24 de Marzo: toma de posición

Si para cualquier ciudadana o ciudadano de América Latina el tema de los Derechos Humanos plantea un necesario compromiso, para quienes trabajamos en salud este compromiso resulta mas urgente que nunca. Es hora de definirnos claramente, aunque sea en la medida en que las personas podemos definirnos, a veces vacilando, complicadamente, con cierta timidez o con definiciones tajantes. Tenemos historias diversas, y somos conservadores, liberales, socialistas, religiosos, ateos o agnósticos.

Pero hay una línea moral infranqueable. No se puede torturar a la gente, hacerla desaparecer, arrebatarles los hijos, ocultar sus restos, borrar su memoria.

Nuestros países han sufrido dictaduras brutales, a las que se han resistido, en muchos casos con heroismo, en otros con un resignado repudio. Pero alguna gente ha estado de acuerdo con la violación sistemática de los Derechos Humanos,  y sigue estando de acuerdo. No se puede explicar, de otra forma, la sistemática tortura y degradación que utilizan a diario nuestras fuerzas policiales, no se puede explicar el silencio y la complicidad de muchos médicos forenses, fiscales y jueces. También hay otros llamativos silencios y omisiones. Las asociaciones corporativas de profesionales de la salud callan en su mayoría.

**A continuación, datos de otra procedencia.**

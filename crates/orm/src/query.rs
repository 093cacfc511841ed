//! SQL dialects and compiled query fragments.

use crate::value::{DATETIME_FORMAT, Value};

/// Identifier quoting, placeholder and statement-shape conventions of a
/// target SQL dialect.
#[derive(Debug, Clone, Copy, PartialEq, Eq)]
pub struct Dialect {
    /// Opening and closing identifier quotes.
    pub quote: (char, char),
    /// Prefix of named placeholders (`@` for `@0`, `@name`).
    pub placeholder: char,
    /// Query returning the identity generated by the last insert.
    pub identity: &'static str,
    /// Whether the identity query is appended to the insert statement
    /// instead of being run separately.
    pub identity_batched: bool,
    /// Whether deletes are written `DELETE FROM [t]` rather than `DELETE [t]`.
    pub delete_from: bool,
}

impl Default for Dialect {
    fn default() -> Self {
        Self::sql_server()
    }
}

impl Dialect {
    /// Bracket-quoted, `@`-parameterized dialect with batched identity
    /// retrieval and the short `DELETE [t]` form.
    #[must_use]
    pub const fn sql_server() -> Self {
        Self {
            quote: ('[', ']'),
            placeholder: '@',
            identity: "SELECT CAST(SCOPE_IDENTITY() AS INT)",
            identity_batched: true,
            delete_from: false,
        }
    }

    /// Same quoting and placeholders, accepted by `SQLite`. Identity is read
    /// with a second statement and deletes use `DELETE FROM`.
    #[must_use]
    pub const fn sqlite() -> Self {
        Self {
            quote: ('[', ']'),
            placeholder: '@',
            identity: "SELECT last_insert_rowid()",
            identity_batched: false,
            delete_from: true,
        }
    }

    /// Quote an identifier.
    #[must_use]
    pub fn quote(&self, ident: &str) -> String {
        let (open, close) = self.quote;
        format!("{open}{ident}{close}")
    }

    /// Placeholder for a named parameter.
    #[must_use]
    pub fn param(&self, name: impl std::fmt::Display) -> String {
        format!("{}{name}", self.placeholder)
    }
}

/// Bound parameter of a compiled fragment.
#[derive(Debug, Clone, PartialEq)]
pub struct Parameter {
    /// Position in emission order.
    pub id: usize,
    /// Placeholder as written in the fragment text (`@0`).
    pub name: String,
    /// Bound value.
    pub value: Value,
}

/// Parameterized SQL fragment.
#[derive(Debug, Clone, PartialEq, Default)]
pub struct Fragment {
    /// Fragment text with placeholders.
    pub text: String,
    /// Parameters in emission order.
    pub params: Vec<Parameter>,
}

impl Fragment {
    /// Fragment text with every placeholder replaced by an inline literal.
    /// For diagnostics only; never execute the result.
    #[must_use]
    pub fn to_raw_sql(&self) -> String {
        let mut raw = self.text.clone();
        // longest names first so `@1` never clobbers `@12`
        let mut params: Vec<&Parameter> = self.params.iter().collect();
        params.sort_by(|a, b| b.name.len().cmp(&a.name.len()).then(b.id.cmp(&a.id)));
        for param in params {
            raw = raw.replace(&param.name, &literal(&param.value));
        }
        raw
    }
}

/// Render a value as an inline SQL literal.
#[must_use]
pub fn literal(value: &Value) -> String {
    match value {
        Value::Null => "NULL".to_string(),
        Value::Bool(b) => if *b { "1" } else { "0" }.to_string(),
        Value::Int(i) => i.to_string(),
        Value::Float(f) => f.to_string(),
        Value::Text(s) => format!("'{}'", s.replace('\'', "''")),
        Value::DateTime(dt) => format!("'{}'", dt.format(DATETIME_FORMAT)),
    }
}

Las universidades no incluyen a los DDHH en sus programas y planes de estudio. La mayor parte de los programas oficiales de enseñanza de la bioética no hablan del problema de los Derechos Humanos y de lo que han significado sus violaciones, ni de los deberes del personal de salud al respecto*.

Lo que Hannah Arendt planteaba con respecto a la banalidad del mal, llevado a un terrible plano experimental por Milgram en sus estudios sobre la obediencia y por Zimbardo en su prisión ficticia (o no tanto), parece cada día mas atinente a nuestra realidad. 

Es necesario, aun mas bien diría imprescindible, y urgente, que incorporemos esto a nuestros debates sobre la bioética. Plantear la deliberación pública ignorando el efecto que han tenido las violaciones a los DDHH sobre la ciudadanía es ingenuo. Nos han metido miedo, y era lo que buscaban. Pero por suerte, y gracias al trabajo de mucha gente comprometida en América Latina, día a día ese miedo disminuye, se van alzando más voces y recuperamos nuestra memoria. Quienes secuestraron a Julio Jorge López lo saben, y lo secuestraron por eso.

Es necesario que hagamos oir nuestra voz, que no callemos, que trabajemos estos temas ajenos a la “bioética ortodoxa”, pero tan cercanos a la ética de nuestras vidas cotidianas, muy especialmente cuando algunos “bioeticistas” intentan disfrazar las cosas llamando a la tortura “interrogatorio intenso”, y planteando su permisibilidad (quienes lo deseen pueden ver en http://tinyurl.com/2ent6q dos publicaciones donde explico mi posición al respecto, y sugiero ver también los trabajos de Miguel Kottow).

En solidaridad con Julio Lopez, con tod@s l@s desaparecid@s de nuestra América Latina, y con tod@s aquell@s cuyos Derechos Humanos son cotidianamente violados en la actualidad.

Luis Justo

 

 

 

* La Cátedra de Bioética de la Universidad del Comahue (en la Patagonia argentina) incorporó el tema de los Derechos Humanos, y de las obligaciones profesionales frente a la tortura desde su inicio en 1999. Médicas y médicos en formación lo entienden muy bien, cuando se les plantea el problema. Muchos de ellos nos decían, en su lenguaje juvenil “¡esto me abrió la cabeza!”.